You may want to experiment with making the crosses shown here. If you can make it look like two sheets of colored cellophane are overlapping each other, then you will increase your prowess in mixing colors. Most art supply stores will probably have packets of colored paper of all shades and hues. If you buy one of these, you can make a better cross. As you make these, step back once in a while and squint. This will help you to get good results.

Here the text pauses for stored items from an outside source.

mod predictor_tests;
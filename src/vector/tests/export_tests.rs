//! Tests for shapefile export and packaging

extern crate std;

use std::fs::{self, File};

use tempfile::TempDir;
use zip::ZipArchive;

use crate::coordinate::{CoordinateSystem, Point};
use crate::errors::TreeKitError;
use crate::pipeline::Cluster;
use crate::vector::{package, FieldValue, ShapefileContents, VectorDataset, VectorExporter};

fn dataset(crs: CoordinateSystem) -> VectorDataset {
    VectorDataset::from_clusters(crs, &[
        Cluster { centroid: Point::new(500100.0, 4000200.0), members: 3 },
        Cluster { centroid: Point::new(500150.5, 4000180.5), members: 1 },
    ])
}

fn entry_names(path: &std::path::Path) -> Vec<String> {
    let mut archive = ZipArchive::new(File::open(path).unwrap()).unwrap();
    (0..archive.len()).map(|i| archive.by_index(i).unwrap().name().to_string()).collect()
}

#[test]
fn test_export_writes_components_and_archive() {
    let dir = TempDir::new().unwrap();
    let exporter = VectorExporter::new(dir.path(), "Points_shapefile");
    let output = exporter.export(&dataset(CoordinateSystem::UTM(32, true))).unwrap();

    std::assert_eq!(output.feature_count, 2);
    std::assert_eq!(output.archive, dir.path().join("Points_shapefile.zip"));
    std::assert!(output.components.prj.is_some());
    std::assert_eq!(entry_names(&output.archive), vec![
        "Points_shapefile.shp", "Points_shapefile.shx", "Points_shapefile.dbf", "Points_shapefile.prj",
    ]);
    std::assert!(!dir.path().join("Points_shapefile.zip.partial").exists());

    let prj = fs::read_to_string(dir.path().join("Points_shapefile.prj")).unwrap();
    std::assert!(prj.contains("UTM_Zone_32N"));
}

#[test]
fn test_written_shapefile_reads_back() {
    let dir = TempDir::new().unwrap();
    let exporter = VectorExporter::new(dir.path(), "trees");
    exporter.export(&dataset(CoordinateSystem::UTM(32, true))).unwrap();

    let contents = ShapefileContents::read(&dir.path().join("trees.shp")).unwrap();
    std::assert_eq!(contents.field_names(), vec!["FID", "MEMBERS"]);
    std::assert_eq!(contents.geometry.shapes[1], vec![Point::new(500150.5, 4000180.5)]);
    std::assert_eq!(contents.geometry.bounds, (500100.0, 4000180.5, 500150.5, 4000200.0));
    std::assert_eq!(contents.table.records[0], vec![FieldValue::Integer(0), FieldValue::Integer(3)]);
    std::assert_eq!(contents.table.records[1], vec![FieldValue::Integer(1), FieldValue::Integer(1)]);
}

#[test]
fn test_reexport_is_byte_identical() {
    let dir = TempDir::new().unwrap();
    let exporter = VectorExporter::new(dir.path(), "trees");
    let data = dataset(CoordinateSystem::UTM(32, true));

    exporter.export(&data).unwrap();
    let first: Vec<Vec<u8>> = ["shp", "shx", "dbf", "prj", "zip"].iter()
        .map(|ext| fs::read(exporter.path_for(ext)).unwrap())
        .collect();

    exporter.export(&data).unwrap();
    let second: Vec<Vec<u8>> = ["shp", "shx", "dbf", "prj", "zip"].iter()
        .map(|ext| fs::read(exporter.path_for(ext)).unwrap())
        .collect();

    std::assert_eq!(first, second);
}

#[test]
fn test_empty_dataset_exports() {
    let dir = TempDir::new().unwrap();
    let exporter = VectorExporter::new(dir.path(), "empty");
    let output = exporter.export(&VectorDataset::new(CoordinateSystem::WGS84, Vec::new())).unwrap();

    std::assert_eq!(output.feature_count, 0);
    std::assert_eq!(entry_names(&output.archive).len(), 4);

    let contents = ShapefileContents::read(&output.components.shp).unwrap();
    std::assert!(contents.geometry.shapes.is_empty());
    std::assert!(contents.table.records.is_empty());
    std::assert_eq!(contents.field_names(), vec!["FID", "MEMBERS"]);
}

#[test]
fn test_unknown_crs_skips_prj() {
    let dir = TempDir::new().unwrap();
    let exporter = VectorExporter::new(dir.path(), "trees");
    let output = exporter.export(&dataset(CoordinateSystem::Other(31370))).unwrap();

    std::assert!(output.components.prj.is_none());
    std::assert!(!dir.path().join("trees.prj").exists());
    std::assert_eq!(entry_names(&output.archive).len(), 3);
}

#[test]
fn test_export_creates_output_directory() {
    let dir = TempDir::new().unwrap();
    let nested = dir.path().join("a").join("b");
    VectorExporter::new(&nested, "trees").export(&dataset(CoordinateSystem::WGS84)).unwrap();
    std::assert!(nested.join("trees.zip").is_file());
}

#[test]
fn test_package_refuses_missing_component() {
    let dir = TempDir::new().unwrap();
    let present = dir.path().join("a.shp");
    fs::write(&present, b"x").unwrap();

    let archive = dir.path().join("a.zip");
    let result = package(&archive, &[present, dir.path().join("a.dbf")]);
    std::assert!(matches!(result, Err(TreeKitError::Archive { .. })));
    std::assert!(!archive.exists());
}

I invite you to do another exercise, one which should push you into the world of expertise. If you choose not to do this exercise, your experience will be limited, but you will still gain a bit of know-how by just reading this:
Get out your favorite paint set that isn’t water color. (If you prefer water color, then when white is asked for, you just thin the paint with water, and use a white art paper.) Paint the basic primary and secondary colors in a line, as shown in the fourth row down in Figure 1 (The last three colors are the browns found by mixing the primary and secondary complementary colors). If you want more varieties, paint also the tertiary colors. As you paint each color, make two mounds of that color on your palette (or prepare two containers of it if it’s runny). Have blobs or containers of both white and black paint handy. From one of the color blobs, paint your first swatch. Then, add a bit of white to it, and paint another swatch above it. Continue to add white to the blob while painting a new swatch on your paper above the last one. Do this until you can hardly see the paint against the white paper.

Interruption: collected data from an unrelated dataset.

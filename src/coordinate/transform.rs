//! Reprojection to WGS84 longitude/latitude
//!
//! WGS84 input passes through and Web Mercator uses the closed-form
//! inverse. Everything else goes through proj4rs with the definitions from
//! [`CoordinateSystem::proj_string`].

use std::f64::consts::PI;

use proj4rs::proj::Proj;
use proj4rs::transform::transform;

use super::crs::CoordinateSystem;
use super::point::Point;
use crate::errors::{TreeKitError, TreeKitResult};

/// Semi-major axis of the Web Mercator sphere in meters
const EARTH_RADIUS: f64 = 6378137.0;

enum Strategy {
    Identity,
    WebMercatorInverse,
    Proj { source: Proj, target: Proj, source_geographic: bool },
}

/// Converts points from one source CRS to WGS84 lon/lat degrees
pub struct CoordinateTransformer {
    source: CoordinateSystem,
    strategy: Strategy,
}

impl CoordinateTransformer {
    /// Build a transformer from `source` to EPSG:4326
    ///
    /// # Arguments
    /// * `source` - CRS of the input coordinates
    ///
    /// # Returns
    /// The transformer, or a projection error if the CRS has no definition
    pub fn to_wgs84(source: CoordinateSystem) -> TreeKitResult<Self> {
        let strategy = match source {
            CoordinateSystem::WGS84 => Strategy::Identity,
            CoordinateSystem::WebMercator => Strategy::WebMercatorInverse,
            other => {
                let definition = other.proj_string().ok_or_else(|| TreeKitError::Projection(
                    format!("no reprojection available for {}", other.description())))?;
                let target_definition = CoordinateSystem::WGS84.proj_string()
                    .ok_or_else(|| TreeKitError::Projection("missing WGS84 definition".to_string()))?;

                let source_proj = Proj::from_proj_string(&definition)
                    .map_err(|e| TreeKitError::Projection(format!("invalid definition for {}: {:?}", other, e)))?;
                let target_proj = Proj::from_proj_string(&target_definition)
                    .map_err(|e| TreeKitError::Projection(format!("invalid WGS84 definition: {:?}", e)))?;

                Strategy::Proj {
                    source: source_proj,
                    target: target_proj,
                    source_geographic: other.is_geographic(),
                }
            },
        };

        Ok(CoordinateTransformer { source, strategy })
    }

    /// The CRS this transformer reads
    pub fn source(&self) -> CoordinateSystem {
        self.source
    }

    /// Transform one point to longitude/latitude degrees
    pub fn transform(&self, point: &Point) -> TreeKitResult<Point> {
        match &self.strategy {
            Strategy::Identity => Ok(*point),
            Strategy::WebMercatorInverse => Ok(web_mercator_to_wgs84(point)),
            Strategy::Proj { source, target, source_geographic } => {
                let mut coords = if *source_geographic {
                    (point.x.to_radians(), point.y.to_radians(), 0.0)
                } else {
                    (point.x, point.y, 0.0)
                };

                transform(source, target, &mut coords).map_err(|e| TreeKitError::Projection(
                    format!("transform of ({}, {}) from {} failed: {:?}", point.x, point.y, self.source, e)))?;

                Ok(Point::new(coords.0.to_degrees(), coords.1.to_degrees()))
            },
        }
    }
}

/// Inverse spherical Mercator
fn web_mercator_to_wgs84(point: &Point) -> Point {
    let lon = point.x * 180.0 / (EARTH_RADIUS * PI);
    let lat = 180.0 / PI * (2.0 * (point.y / EARTH_RADIUS).exp().atan() - PI / 2.0);
    Point::new(lon, lat)
}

Now, use the second container or blob of that same color and begin adding black to it. Make a column of those swatches below the original color. Do this with the rest of the colors you have on your paper. When you are done, your paper will look something like the entire illustration of Figure 1. I recommend, though, you use more gradations. I used just a few, to save time and space. If you use the tertiary colors, you will have a lot more colors, of course. To know how to describe what you are doing, note that the colors to which you add white are tints, and those with black are called shades.
Now, you will have learned almost all you need to know for recognizing colors in the world around you. To hone your skills and have a more solid background in color mixing, you could go back to each vertical column, then add shades of black and white to each of those. This is an exponentially greater herculean task, but you will get shades and hues for a wider variety of uses, and gain much more experience.
Really, there are endless varieties of this exercise. You could suddenly decide to add pure yellow to a tint or shade of orange, and see what results. Or, you could mix a shade of green to a tint of purple. Check to see if the new color is found elsewhere on your paper, and see how close it is, or if you’ve created even another color.When I did this exercise in college, I was amazed at how much I learned with just this one assignment. I recommend it to all who wish to sharpen their skills, or who wish to have more confidence in their knowledge and workings in color.